[Gambas-user] [slightly OT] No Problem with Gambas or MySql!

Sun Oct 6 20:17:47 CEST 2013

A simple explanation as to why you do not repeat data in a rational
database. (Very simplistic):

Rational or Relational data bases normalize data so that any usage of a
single bit of data is stored only once. This allows the data to be edited
in only one location and also requires the least amount of storage. By
centralizing the bit of data into one location you gain power. For example,
say you have a customer database where the customer(s) must enter their
city each time they place an order. The customer(s). Some customers may
misspell the city name, or use an abbreviation. Allowing such entries into
the data would make using the address information difficult. But it would
also make it difficult to search the database for all customers from a
particular city.

If you allow the same information in multiple places, you will cause
situations where the data must be edited in multiple places or every
search/query must be written to handle an almost endless list of
possibilities for each value of interest.

Say you allow multiple records for the same order. When you update the
order status, one will show the order with the updated status and one
without. Which one is correct? Do you assume the one with the lastest
status is correct? What if someone in the shipping department made an
error? Now you have confusing records.... You also have wasted space which
cost real money for real storage, and real cpu time to locate the correct
or all records, and real geo time for the user to review and decide which
of the multiple records is correct. The user may also have to do additional
work to combine information from multiple records to compile a complete
picture of the data.

By enforcing data normalization (the art of not repeating data values), you
limit the amount of work both the cpu and the end user must do. You build a
system where there is only one entry to edit, or update. You provide a
single source and a single point of contention/resolution to conflicts.
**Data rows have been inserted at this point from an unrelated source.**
impl<'a> Batch<'a> {
    /// Allocates descriptor storage for `config.capacity` groups on `queue`.
    ///
    /// # Errors
    /// Returns `InvalidConfig` for unusable knobs and `OutOfMemory` if the descriptor
    /// memory cannot be mapped.
    pub fn new(queue: Arc<dyn WorkQueue>, config: BatchConfig) -> RioResult<Self> {
        config.validate()?;
        let config = config.normalized();

        if config.group_size > queue.max_batch_size() {
            return Err(RioError::InvalidConfig(format!(
                "group size {} exceeds the batch limit {} of {}",
                config.group_size,
                queue.max_batch_size(),
                queue.name()
            )));
        }

        let memory = DescriptorMemory::allocate(
            config.capacity,
            config.group_size,
            config.contiguous,
            config.huge_pages,
        )?;

        let window = if config.out_of_order_recycle {
            RecycleWindow::new(config.recycle_t_init, config.capacity)
        } else {
            RecycleWindow::fifo()
        };

        debug!(
            queue = queue.name(),
            capacity = config.capacity,
            group_size = config.group_size,
            out_of_order = config.out_of_order_recycle,
            "batch created"
        );

        Ok(Self {
            flags: OpFlags::new(
                config.block_on_fault,
                config.cache_control,
                config.dest_readback,
            ),
            groups: vec![Group::FREE; config.capacity],
            free: (0..config.capacity).collect(),
            in_flight: VecDeque::with_capacity(config.capacity),
            filling: None,
            window,
            stats: BatchStats::default(),
            deferred: None,
            memory,
            queue,
            config,
            _sources: PhantomData,
        })
    }

    #[must_use]
    pub const fn config(&self) -> &BatchConfig {
        &self.config
    }

    #[must_use]
    pub fn queue(&self) -> &Arc<dyn WorkQueue> {
        &self.queue
    }

    #[must_use]
    pub const fn stats(&self) -> BatchStats {
        self.stats
    }

    #[must_use]
    pub const fn recycle_window(&self) -> usize {
        self.window.size()
    }

    /// Groups that are submitted, or filling with at least one descriptor.
    #[must_use]
    pub fn outstanding(&self) -> usize {
        let filling = self
            .filling
            .is_some_and(|g| self.groups[g].count > 0);
        self.in_flight.len() + usize::from(filling)
    }

    #[must_use]
    pub fn is_idle(&self) -> bool {
        self.outstanding() == 0
    }

    // ===========================================================================================
    // Submission
    // ===========================================================================================

    /// Copies `src` to `dst`, through the accelerator unless the transfer is short.
    ///
    /// Returns once the operation is enqueued; completion is only guaranteed after
    /// [`Batch::wait`].
    ///
    /// # Errors
    /// Returns an error if a group cannot be submitted, or if reclaiming a group
    /// for reuse fails.
    ///
    /// # Safety
    /// `dst` must be valid for `src.len()` bytes of writes, must not overlap `src`, and
    /// must not be accessed by anyone else until the next successful `wait`.
    pub unsafe fn submit_move(&mut self, dst: *mut u8, src: &'a [u8]) -> RioResult<()> {
        let (dst, src) = unsafe { self.align_head(dst, src) };
        if src.is_empty() {
            return Ok(());
        }

        if self.config.short_to_cpu && src.len() < self.config.short_len {
            unsafe { self.cpu_copy(dst, src) };
            self.stats.cpu_fallback += 1;
            return Ok(());
        }

        if self.config.pretouch && src.len() > self.config.pf_len_limit {
            unsafe { self.pretouch(dst, src.len()) };
        }

        let flags = self.flags.memmove;
        let base = src.as_ptr() as u64;
        self.enqueue_split(dst, src.len(), |d, offset, len| {
            Descriptor::memmove(flags, d, base + offset as u64, len)
        })
    }

    /// Fills `len` bytes at `dst` with the little-endian bytes of `pattern`.
    ///
    /// # Errors
    /// As [`Batch::submit_move`].
    ///
    /// # Safety
    /// `dst` must be valid for `len` bytes of writes until the next successful `wait`.
    pub unsafe fn submit_fill(&mut self, dst: *mut u8, pattern: u64, len: usize) -> RioResult<()> {
        if len == 0 {
            return Ok(());
        }

        if self.config.short_to_cpu && len < self.config.short_len {
            unsafe {
                cpu_fill(dst, pattern, len);
                if self.config.persist_cpu_writes {
                    persist::flush(dst, len);
                }
            }
            self.stats.cpu_fallback += 1;
            self.stats.cpu_bytes += len as u64;
            return Ok(());
        }

        if self.config.pretouch && len > self.config.pf_len_limit {
            unsafe { self.pretouch(dst, len) };
        }

        let flags = self.flags.memfill;
        self.enqueue_split(dst, len, |d, offset, n| {
            // Keep the pattern phase across split descriptors.
            let pattern = pattern.rotate_right(8 * (offset % 8) as u32);
            Descriptor::memfill(flags, d, pattern, n)
        })
    }

    /// Writes back the cache lines covering `[dst, dst + len)`.
    ///
    /// # Errors
    /// As [`Batch::submit_move`].
    ///
    /// # Safety
    /// The range must stay mapped until the next successful `wait`.
    pub unsafe fn submit_cache_flush(&mut self, dst: *mut u8, len: usize) -> RioResult<()> {
        if len == 0 {
            return Ok(());
        }

        if self.config.short_to_cpu && len < self.config.short_len {
            unsafe { persist::flush(dst, len) };
            self.stats.cpu_fallback += 1;
            return Ok(());
        }

        let flags = self.flags.cache_flush;
        self.enqueue_split(dst, len, |d, _, n| Descriptor::cache_flush(flags, d, n))
    }

    unsafe fn align_head(&mut self, dst: *mut u8, src: &'a [u8]) -> (*mut u8, &'a [u8]) {
        if !self.config.align_addresses {
            return (dst, src);
        }
        let head = align_gap(dst as usize, CACHE_LINE).min(src.len());
        if head == 0 {
            return (dst, src);
        }
        let (first, rest) = src.split_at(head);
        unsafe {
            self.cpu_copy(dst, first);
            (dst.add(head), rest)
        }
    }

    unsafe fn cpu_copy(&mut self, dst: *mut u8, src: &[u8]) {
        unsafe { persist::copy_and_flush(dst, src, self.config.persist_cpu_writes) };
        self.stats.cpu_bytes += src.len() as u64;
    }

    /// Faults in the leading destination pages so the accelerator does not stall on them.
    unsafe fn pretouch(&mut self, dst: *mut u8, len: usize) {
        let touch = self.config.pf_touch_len.min(len);
        let page = page_size();
        let mut offset = 0;
        while offset < touch {
            unsafe {
                let p = dst.add(offset);
                ptr::write_volatile(p, ptr::read_volatile(p));
            }
            offset += page - (dst as usize + offset) % page;
        }
        self.stats.pretouched_bytes += touch as u64;
    }

    fn enqueue_split(
        &mut self,
        dst: *mut u8,
        len: usize,
        build: impl Fn(u64, usize, u32) -> Descriptor,
    ) -> RioResult<()> {
        let max = self.queue.max_transfer_size().clamp(1, u32::MAX as usize);
        let mut offset = 0;
        while offset < len {
            let n = (len - offset).min(max);
            self.enqueue(build(dst as u64 + offset as u64, offset, n as u32))?;
            self.stats.accel_bytes += n as u64;
            offset += n;
        }
        Ok(())
    }

    fn enqueue(&mut self, desc: Descriptor) -> RioResult<()> {
        let g = match self.filling {
            Some(g) => g,
            None => {
                let g = self.acquire()?;
                self.filling = Some(g);
                g
            }
        };

        let slot = self.groups[g].count;
        let mem = self.memory.group(g);
        unsafe {
            let record = mem.records.add(slot);
            CompletionRecord::reset(record);
            mem.descs.add(slot).write(desc.with_completion(record));
        }
        self.groups[g].count += 1;
        self.stats.submitted += 1;

        if self.groups[g].count == self.config.group_size {
            self.seal()?;
        }
        Ok(())
    }

    /// Submits the filling group, if any.
    fn seal(&mut self) -> RioResult<()> {
        let Some(g) = self.filling.take() else {
            return Ok(());
        };
        let count = self.groups[g].count;
        if count == 0 {
            self.groups[g] = Group::FREE;
            self.free.push_front(g);
            return Ok(());
        }

        let mem = self.memory.group(g);
        if self.config.mixing && count > 2 {
            interleave(unsafe { std::slice::from_raw_parts_mut(mem.descs, count) });
        }

        let submitted = unsafe {
            if count == 1 {
                self.queue.submit(&*mem.descs)
            } else {
                CompletionRecord::reset(mem.batch_record);
                let batch = Descriptor::batch(mem.descs as u64, count as u32);
                mem.batch_desc.write(batch.with_completion(mem.batch_record));
                self.queue.submit(&*mem.batch_desc)
            }
        };

        if let Err(e) = submitted {
            warn!(queue = self.queue.name(), group = g, error = %e, "group submission failed");
            self.groups[g] = Group::FREE;
            self.free.push_front(g);
            return Err(e);
        }

        self.groups[g].state = GroupState::Submitted;
        self.in_flight.push_back(g);
        self.stats.groups_submitted += 1;
        Ok(())
    }

    // ===========================================================================================
    // Recycling
    // ===========================================================================================

    fn acquire(&mut self) -> RioResult<usize> {
        if self.free.is_empty() {
            self.reclaim_one()?;
        }
        let g = self
            .free
            .pop_front()
            .ok_or_else(|| RioError::Queue("no descriptor group available".into()))?;
        self.groups[g] = Group {
            state: GroupState::Filling,
            count: 0,
        };
        Ok(g)
    }

    fn reclaim_one(&mut self) -> RioResult<()> {
        let scan = self.window.size().min(self.in_flight.len());
        for position in 0..scan {
            let g = self.in_flight[position];
            if self.is_complete(g) {
                self.in_flight.remove(position);
                self.window.hit(position);
                self.retire(g);
                return Ok(());
            }
        }

        let g = *self
            .in_flight
            .front()
            .ok_or_else(|| RioError::Queue("no descriptor group in flight".into()))?;
        unsafe { wait::wait_record(self.completion_of(g), None)? };
        self.in_flight.pop_front();
        self.window.miss();
        self.retire(g);
        Ok(())
    }

    /// The record whose terminal status marks group `g` as finished.
    fn completion_of(&self, g: usize) -> *const CompletionRecord {
        let mem = self.memory.group(g);
        if self.groups[g].count == 1 {
            mem.records.cast_const()
        } else {
            mem.batch_record.cast_const()
        }
    }

    fn is_complete(&self, g: usize) -> bool {
        unsafe { (*self.completion_of(g)).status().is_terminal() }
    }

    /// Inspects a finished group's records and returns it to the free list.
    fn retire(&mut self, g: usize) {
        debug_assert_eq!(self.groups[g].state, GroupState::Submitted);
        let mem = self.memory.group(g);
        let count = self.groups[g].count;

        if count > 1 {
            let record = unsafe { &*mem.batch_record };
            if let CompletionStatus::Error(_) = record.status() {
                // The descriptor list was rejected as a whole and never executed.
                self.stats.errors += 1;
                self.note_fault(RioError::AcceleratorFault {
                    status: record.status_raw(),
                    fault_addr: record.fault_addr,
                    bytes_completed: record.bytes_completed,
                    dst: unsafe { (*mem.descs).dst },
                    len: count as u32,
                });
            }
        }

        for slot in 0..count {
            let desc = unsafe { &*mem.descs.add(slot) };
            let record = unsafe { &*(desc.completion_addr as *const CompletionRecord) };
            let status = record.status();
            match status {
                CompletionStatus::Success | CompletionStatus::Pending => continue,
                CompletionStatus::PageFault { .. } => self.stats.page_faults += 1,
                CompletionStatus::BatchFailed | CompletionStatus::Error(_) => self.stats.errors += 1,
            }
            self.note_fault(RioError::AcceleratorFault {
                status: record.status_raw(),
                fault_addr: record.fault_addr,
                bytes_completed: record.bytes_completed,
                dst: desc.dst,
                len: desc.xfer_size,
            });
        }

        self.groups[g] = Group::FREE;
        self.free.push_back(g);
    }

    fn note_fault(&mut self, fault: RioError) {
        warn!(queue = self.queue.name(), error = %fault, "accelerator operation failed");
        if self.deferred.is_none() {
            self.deferred = Some(fault);
        }
    }

    // ===========================================================================================
    // Completion
    // ===========================================================================================

    /// Submits the filling group and blocks until every submitted group has finished.
    ///
    /// # Errors
    /// Returns the first fault or error reported by any record since the previous
    /// `wait`, after all groups have been drained.
    pub fn wait(&mut self) -> RioResult<()> {
        self.drain_until(None)
    }

    /// As [`Batch::wait`], but gives up after `timeout`.
    ///
    /// # Errors
    /// Returns `WaitTimeout` when groups are still in flight at the deadline; they
    /// stay owned by the queue.
    pub fn wait_timeout(&mut self, timeout: Duration) -> RioResult<()> {
        self.drain_until(Some(Instant::now() + timeout))
    }

    fn drain_until(&mut self, deadline: Option<Instant>) -> RioResult<()> {
        let sealed = self.seal();
        let had_work = !self.in_flight.is_empty();

        while let Some(&g) = self.in_flight.front() {
            unsafe { wait::wait_record(self.completion_of(g), deadline)? };
            self.in_flight.pop_front();
            self.retire(g);
        }

        // CPU-copied fallbacks were flushed but not yet ordered.
        persist::drain();
        if had_work {
            self.stats.drains += 1;
        }

        if let Some(fault) = self.deferred.take() {
            return Err(fault);
        }
        sealed
    }

    pub fn print_stats(&self) {
        let s = &self.stats;
        info!(
            queue = self.queue.name(),
            submitted = s.submitted,
            groups = s.groups_submitted,
            cpu_fallback = s.cpu_fallback,
            page_faults = s.page_faults,
            errors = s.errors,
            pretouched_bytes = s.pretouched_bytes,
            accel_bytes = s.accel_bytes,
            cpu_bytes = s.cpu_bytes,
            drains = s.drains,
            window = self.window.size(),
            "batch statistics"
        );
    }
}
Data normalization is to data what OOP is to programming. It is not
perfect, and can be taken to extremes. But it is a valuable tool and should
be used in both coding and data storage/retrieval. It is not the only tool
and there are the rare edge cases where one may need to break the rules.
But I can pretty much guaranty you that if you don't understand why you
need it, you don't yet understand when you should and should break the
rules. So err on the side of caution and normalize you data until you have
the experience needed to know when to break the rules. If you always
normalize your data you will be correct 99.999991 percent of the time. That
last 0.000009 percent of the time you will may never get to....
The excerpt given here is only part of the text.